There is no free market in energy … and calls to action for renewables “to stand up to competition without any government support” would be better informed by a look at historical efforts to promote energy transitions in the U.S.

Coal, oil, gas and nuclear energy did not emerge as fully matured, low cost energy sources. Instead, they were the beneficiaries of decades of permanent and significant federal government incentives and supportive regulation. As part of a larger push to create jobs, support expansion, and fuel economic growth, the U.S. government has used a variety of financial and regulatory incentives to support energy innovation for over 200 years. Here are some of my favorites:

• In 1789, to promote the nascent domestic coal mining industry, the federal government enacted a tariff on imported coal, insuring that domestically produced coal would have a major cost advantage. The goal? To incentivize development of this strategic and emerging energy resource. The result? Higher short term prices for consumers.

• Throughout the 19th century, timber and coal interests benefitted from below market land grants, state sponsored geological surveys identifying resources, federal support to build out railway and waterway transportation systems to enable the extraction of these energy resources as well as a host of policies to spur growth.

• In 1950, Congress passed a subsidy that allowed owners of coal mining rights to reclassify income traditionally subject to income tax as royalty payment, for which a lower capital gains tax rate is paid. This special tax treatment is still available to members of the coal industry today and totaled well over $1.3B in forgone tax revenue between 2000 and 2009.

• And the nuclear industry got a huge boost when Congress passed the Price-Anderson Act in 1957, which provided federal indemnification of utilities in the event of nuclear accidents. At the time, the Edison Electric Institute testified that without such immunization from the risk, “no utility company … will build or operate a reactor.”

So how do those incentives compare to current investments in renewables?

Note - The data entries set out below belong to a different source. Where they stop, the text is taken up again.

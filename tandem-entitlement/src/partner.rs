//! Periodic reconciliation with a linked partner account.

use crate::config::PartnerSyncConfig;
use crate::notify::{Notification, NotificationSink};
use crate::validator::EntitlementValidator;
use std::sync::Arc;
use std::sync::atomic::{AtomicBool, Ordering};
use std::time::Duration;
use tandem_cloud::{CloudError, PartnerSyncFunction, PartnerSyncRequest};
use tandem_types::PartnerId;
use tokio::sync::{Mutex, watch};
use tokio::task::JoinHandle;
use tracing::{debug, error, info, warn};

/// Outcome of one reconciliation. Not persisted.
#[derive(Debug, Clone, PartialEq, Eq)]
pub enum SyncResult {
    Success {
        inherited: bool,
        from_partner_name: Option<String>,
    },
    Failure {
        reason: String,
    },
}

impl SyncResult {
    pub fn is_success(&self) -> bool {
        matches!(self, Self::Success { .. })
    }
}

struct Reconciler {
    function: Arc<dyn PartnerSyncFunction>,
    validator: Arc<EntitlementValidator>,
    sink: Arc<dyn NotificationSink>,
    config: PartnerSyncConfig,
    inherited: AtomicBool,
}

impl Reconciler {
    async fn reconcile(&self, partner_id: &PartnerId) -> SyncResult {
        self.try_reconcile(partner_id)
            .await
            .unwrap_or_else(|e| SyncResult::Failure {
                reason: e.to_string(),
            })
    }

    /// Like [`reconcile`](Self::reconcile), but keeps the call error so the
    /// loop can honor rate limits.
    async fn try_reconcile(&self, partner_id: &PartnerId) -> Result<SyncResult, CloudError> {
        let request = PartnerSyncRequest {
            partner_id: partner_id.clone(),
        };
        let response = self.function.sync_partner(&request).await?;
        if !response.success {
            return Ok(SyncResult::Failure {
                reason: "partner sync reported no success".into(),
            });
        }
        self.observe(response.subscription_inherited, response.from_partner_name.clone());
        Ok(SyncResult::Success {
            inherited: response.subscription_inherited,
            from_partner_name: response.from_partner_name,
        })
    }

    /// Cooldown after the `failures`-th consecutive failure. A server
    /// `Retry-After` longer than the backoff wins.
    fn cooldown(&self, failures: u32, error: Option<&CloudError>) -> Duration {
        let backoff = self.config.cooldown.delay_for_attempt(failures);
        error
            .and_then(CloudError::retry_after)
            .map_or(backoff, |wait| wait.max(backoff))
    }

    /// Notifies once per transition, never per tick.
    fn observe(&self, inherited: bool, partner_name: Option<String>) {
        let was = self.inherited.swap(inherited, Ordering::SeqCst);
        match (was, inherited) {
            (false, true) => {
                info!(partner_name = ?partner_name, "Subscription inherited from partner");
                self.validator.apply_partner_sync(true);
                self.sink
                    .notify(Notification::SubscriptionInherited { partner_name });
            }
            (true, false) => {
                info!("Partner inheritance lost");
                self.validator.apply_partner_sync(false);
                self.sink.notify(Notification::InheritanceLost);
            }
            _ => debug!(inherited, "Partner inheritance unchanged"),
        }
    }

    async fn run(self: Arc<Self>, partner_id: PartnerId, mut shutdown: watch::Receiver<bool>) {
        let mut failures: u32 = 0;
        loop {
            let result = tokio::select! {
                biased;
                _ = shutdown.changed() => break,
                result = self.try_reconcile(&partner_id) => result,
            };

            let delay = match result {
                Ok(SyncResult::Success { .. }) => {
                    failures = 0;
                    self.config.interval()
                }
                Ok(SyncResult::Failure { reason }) => {
                    failures = failures.saturating_add(1);
                    let delay = self.cooldown(failures, None);
                    warn!(
                        partner = %partner_id,
                        failures,
                        delay_ms = delay.as_millis() as u64,
                        reason = %reason,
                        "Partner sync unsuccessful, cooling down"
                    );
                    delay
                }
                Err(e) => {
                    failures = failures.saturating_add(1);
                    let delay = self.cooldown(failures, Some(&e));
                    let delay_ms = delay.as_millis() as u64;
                    if e.is_rate_limited() {
                        info!(partner = %partner_id, delay_ms, "Partner sync rate limited");
                    } else if e.is_transient() {
                        warn!(partner = %partner_id, failures, delay_ms, error = %e, "Partner sync failed, cooling down");
                    } else {
                        error!(partner = %partner_id, failures, delay_ms, error = %e, "Partner sync rejected, cooling down");
                    }
                    delay
                }
            };

            tokio::select! {
                biased;
                _ = shutdown.changed() => break,
                _ = tokio::time::sleep(delay) => {}
            }
        }
        debug!(partner = %partner_id, "Partner sync loop stopped");
    }
}

struct RunningLoop {
    partner_id: PartnerId,
    shutdown: watch::Sender<bool>,
    handle: JoinHandle<()>,
}

impl RunningLoop {
    async fn stop(self) {
        let _ = self.shutdown.send(true);
        if let Err(e) = self.handle.await
            && e.is_panic()
        {
            error!(partner = %self.partner_id, "Partner sync loop panicked");
        }
    }
}

/// Drives the partner-sync loop. At most one loop runs at a time.
pub struct PartnerSyncCoordinator {
    inner: Arc<Reconciler>,
    running: Mutex<Option<RunningLoop>>,
}

impl PartnerSyncCoordinator {
    pub fn new(
        function: Arc<dyn PartnerSyncFunction>,
        validator: Arc<EntitlementValidator>,
        sink: Arc<dyn NotificationSink>,
        config: PartnerSyncConfig,
    ) -> Self {
        Self {
            inner: Arc::new(Reconciler {
                function,
                validator,
                sink,
                config,
                inherited: AtomicBool::new(false),
            }),
            running: Mutex::new(None),
        }
    }

    /// Starts reconciling with `partner_id`: once now, then every interval.
    ///
    /// A no-op if that partner's loop is already running. A loop for another
    /// partner is stopped, and awaited, first.
    pub async fn start_sync(&self, partner_id: PartnerId) {
        let mut running = self.running.lock().await;
        if let Some(current) = running.as_ref()
            && current.partner_id == partner_id
            && !current.handle.is_finished()
        {
            debug!(partner = %partner_id, "Partner sync already running");
            return;
        }
        if let Some(previous) = running.take() {
            info!(from = %previous.partner_id, to = %partner_id, "Switching partner sync");
            previous.stop().await;
        }

        let (shutdown, rx) = watch::channel(false);
        let inner = Arc::clone(&self.inner);
        let handle = tokio::spawn(inner.run(partner_id.clone(), rx));
        info!(partner = %partner_id, "Partner sync started");
        *running = Some(RunningLoop {
            partner_id,
            shutdown,
            handle,
        });
    }

    /// Stops the loop and waits for it to exit. Idempotent.
    pub async fn stop_sync(&self) {
        if let Some(running) = self.running.lock().await.take() {
            let partner_id = running.partner_id.clone();
            running.stop().await;
            info!(partner = %partner_id, "Partner sync stopped");
        }
    }

    /// Runs one reconciliation outside the loop.
    pub async fn sync_once(&self, partner_id: &PartnerId) -> SyncResult {
        self.inner.reconcile(partner_id).await
    }

    /// Forgets inheritance after the partner link is removed.
    pub fn clear_inheritance(&self) {
        self.inner.observe(false, None);
    }

    pub fn is_inherited(&self) -> bool {
        self.inner.inherited.load(Ordering::SeqCst)
    }

    /// Partner of the running loop.
    pub async fn current_partner(&self) -> Option<PartnerId> {
        self.running
            .lock()
            .await
            .as_ref()
            .filter(|r| !r.handle.is_finished())
            .map(|r| r.partner_id.clone())
    }
}

impl Drop for PartnerSyncCoordinator {
    fn drop(&mut self) {
        if let Some(running) = self.running.get_mut().take() {
            running.handle.abort();
        }
    }
}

The level of support in the early days of the coal, oil, gas and nuclear industries, as a percentage of the overall federal budget, dwarfs what is being spent to promote renewables. The report concludes that nuclear subsidies accounted for more than 1% of the federal budget over the industry’s first 15 years (as a percentage of inflation-adjusted federal spending). Oil and gas subsidies comprised 0.5% of the federal budget from 1918-1933. Meanwhile, support for renewables constituted only 0.1% of the federal budget since 1994. As you can see on the chart below, in inflation adjusted dollars, nuclear spending averaged $3.3B over the first 15 years of the subsidy life, oil and gas averaged $1.8 and renewables clocked in at less than $0.4B.

What’s even more surprising is that 50% of the Department of Energy’s research and development spending from 1948-2010 supported the nuclear industry. During that same period, 25% was spent on fossil fuels, 12% on renewables and 9% on energy efficiency.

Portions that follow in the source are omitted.